Malam itu, Putra menghajar Nala habis-habisan. Beruntung tidak beberapa lama Naka tiba-tiba datang, menghentikkan aksi kejam Putra pada Nala.
Perkelahian terjadi antara Naka dan Putra. Putra yang tidak terima dengan Naka yang membela dan memasang badan untuk Nala, menghajar Naka. Naka pun tidak tinggal diam, membalas Putra karena membenci pria itu yang sudah dengan entengnya main tangan pada Nala.
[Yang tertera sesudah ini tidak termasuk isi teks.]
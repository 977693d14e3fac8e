// SPDX-License-Identifier: MPL-2.0
//! Lifecycle event log for the notification subsystem.
//!
//! Consumers of the store never see these events; they exist so a long-lived
//! session can answer "what did the toast layer do and when". Events travel
//! over a bounded channel with a non-blocking sender and land in a
//! memory-bounded ring that evicts the oldest entries when full.

use crate::notifications::{NotificationId, Severity};
use chrono::{DateTime, Utc};
use crossbeam_channel::{bounded, Receiver, Sender};
use serde::Serialize;
use std::collections::VecDeque;

/// What happened to a notification.
#[derive(Debug, Clone, PartialEq, Eq, Serialize)]
#[serde(tag = "event", rename_all = "snake_case")]
pub enum ToastEventKind {
    /// A notification entered the active set.
    Created {
        id: NotificationId,
        severity: Severity,
    },
    /// A consumer explicitly dismissed a notification.
    Dismissed { id: NotificationId },
    /// A notification's expiry timer fired.
    Expired { id: NotificationId },
    /// The whole active set was cleared at once.
    Cleared { count: usize },
}

/// A timestamped lifecycle event.
#[derive(Debug, Clone, Serialize)]
pub struct ToastEvent {
    /// Wall-clock time the event was emitted.
    pub at: DateTime<Utc>,
    #[serde(flatten)]
    pub kind: ToastEventKind,
}

/// Handle for sending lifecycle events to the collector.
///
/// Cheap to clone and shareable across threads. Sending is non-blocking and
/// drops the event when the channel is full (backpressure protection), so
/// the store's mutation path never stalls on diagnostics.
#[derive(Clone, Debug)]
pub struct DiagnosticsHandle {
    event_tx: Sender<ToastEvent>,
}

impl DiagnosticsHandle {
    /// Emits a lifecycle event. Non-blocking; dropped if the channel is full.
    pub fn emit(&self, kind: ToastEventKind) {
        let event = ToastEvent {
            at: Utc::now(),
            kind,
        };
        let _ = self.event_tx.try_send(event);
    }
}

/// Receiving side: drains the channel into a capacity-bounded ring.
#[derive(Debug)]
pub struct DiagnosticsCollector {
    event_rx: Receiver<ToastEvent>,
    events: VecDeque<ToastEvent>,
    capacity: usize,
}

impl DiagnosticsCollector {
    /// Pulls every pending event into the ring, evicting the oldest entries
    /// once capacity is reached.
    pub fn drain(&mut self) {
        while let Ok(event) = self.event_rx.try_recv() {
            if self.events.len() == self.capacity {
                self.events.pop_front();
            }
            self.events.push_back(event);
        }
    }

    /// Collected events, oldest first.
    pub fn events(&self) -> impl Iterator<Item = &ToastEvent> {
        self.events.iter()
    }

    /// Number of collected events.
    #[must_use]
    pub fn len(&self) -> usize {
        self.events.len()
    }

    #[must_use]
    pub fn is_empty(&self) -> bool {
        self.events.is_empty()
    }

    /// Ring capacity.
    #[must_use]
    pub fn capacity(&self) -> usize {
        self.capacity
    }

    /// Discards all collected events.
    pub fn clear(&mut self) {
        self.events.clear();
    }
}

/// Creates a connected handle/collector pair.
///
/// `capacity` bounds both the in-flight channel and the collector's ring;
/// it is clamped to at least 1.
#[must_use]
pub fn channel(capacity: usize) -> (DiagnosticsHandle, DiagnosticsCollector) {
    let capacity = capacity.max(1);
    let (event_tx, event_rx) = bounded(capacity);
    (
        DiagnosticsHandle { event_tx },
        DiagnosticsCollector {
            event_rx,
            events: VecDeque::with_capacity(capacity),
            capacity,
        },
    )
}

#[cfg(test)]
mod tests {
    use super::*;
    use crate::notifications::Notification;

    #[test]
    fn collector_receives_emitted_events_in_order() {
        let (handle, mut collector) = channel(8);
        let id = Notification::new().id();

        handle.emit(ToastEventKind::Created {
            id,
            severity: Severity::Success,
        });
        handle.emit(ToastEventKind::Dismissed { id });
        collector.drain();

        let kinds: Vec<_> = collector.events().map(|e| e.kind.clone()).collect();
        assert_eq!(
            kinds,
            vec![
                ToastEventKind::Created {
                    id,
                    severity: Severity::Success
                },
                ToastEventKind::Dismissed { id },
            ]
        );
    }

    #[test]
    fn ring_evicts_oldest_when_full() {
        let (handle, mut collector) = channel(2);

        handle.emit(ToastEventKind::Cleared { count: 1 });
        collector.drain();
        handle.emit(ToastEventKind::Cleared { count: 2 });
        collector.drain();
        handle.emit(ToastEventKind::Cleared { count: 3 });
        collector.drain();

        let counts: Vec<_> = collector
            .events()
            .map(|e| match e.kind {
                ToastEventKind::Cleared { count } => count,
                _ => panic!("unexpected event kind"),
            })
            .collect();
        assert_eq!(counts, vec![2, 3]);
    }

    #[test]
    fn full_channel_drops_instead_of_blocking() {
        let (handle, mut collector) = channel(1);

        handle.emit(ToastEventKind::Cleared { count: 1 });
        // Channel is full; this send is dropped silently.
        handle.emit(ToastEventKind::Cleared { count: 2 });
        collector.drain();

        assert_eq!(collector.len(), 1);
    }

    #[test]
    fn zero_capacity_is_clamped() {
        let (_handle, collector) = channel(0);
        assert_eq!(collector.capacity(), 1);
    }
}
Aksi keduanya terhenti karena kedatangan Ibu Putra. Dan berakhirlah Nala yang berada di apartemen Naka. Ibu Putra sudah mengetahui masalah rumah tangga Putra dan Nala. Malam itu juga, Putra dengan terpaksa menanda tangani surat perceraian yang Naka bawa.
"Sakit?" Naka bertanya, tangis Nala tidak berhenti sejak tadi. Bahkan rasanya Naka sudah sangat hati-hati mengobati luka wanita itu, tapi tetap saja Nala masih menangis.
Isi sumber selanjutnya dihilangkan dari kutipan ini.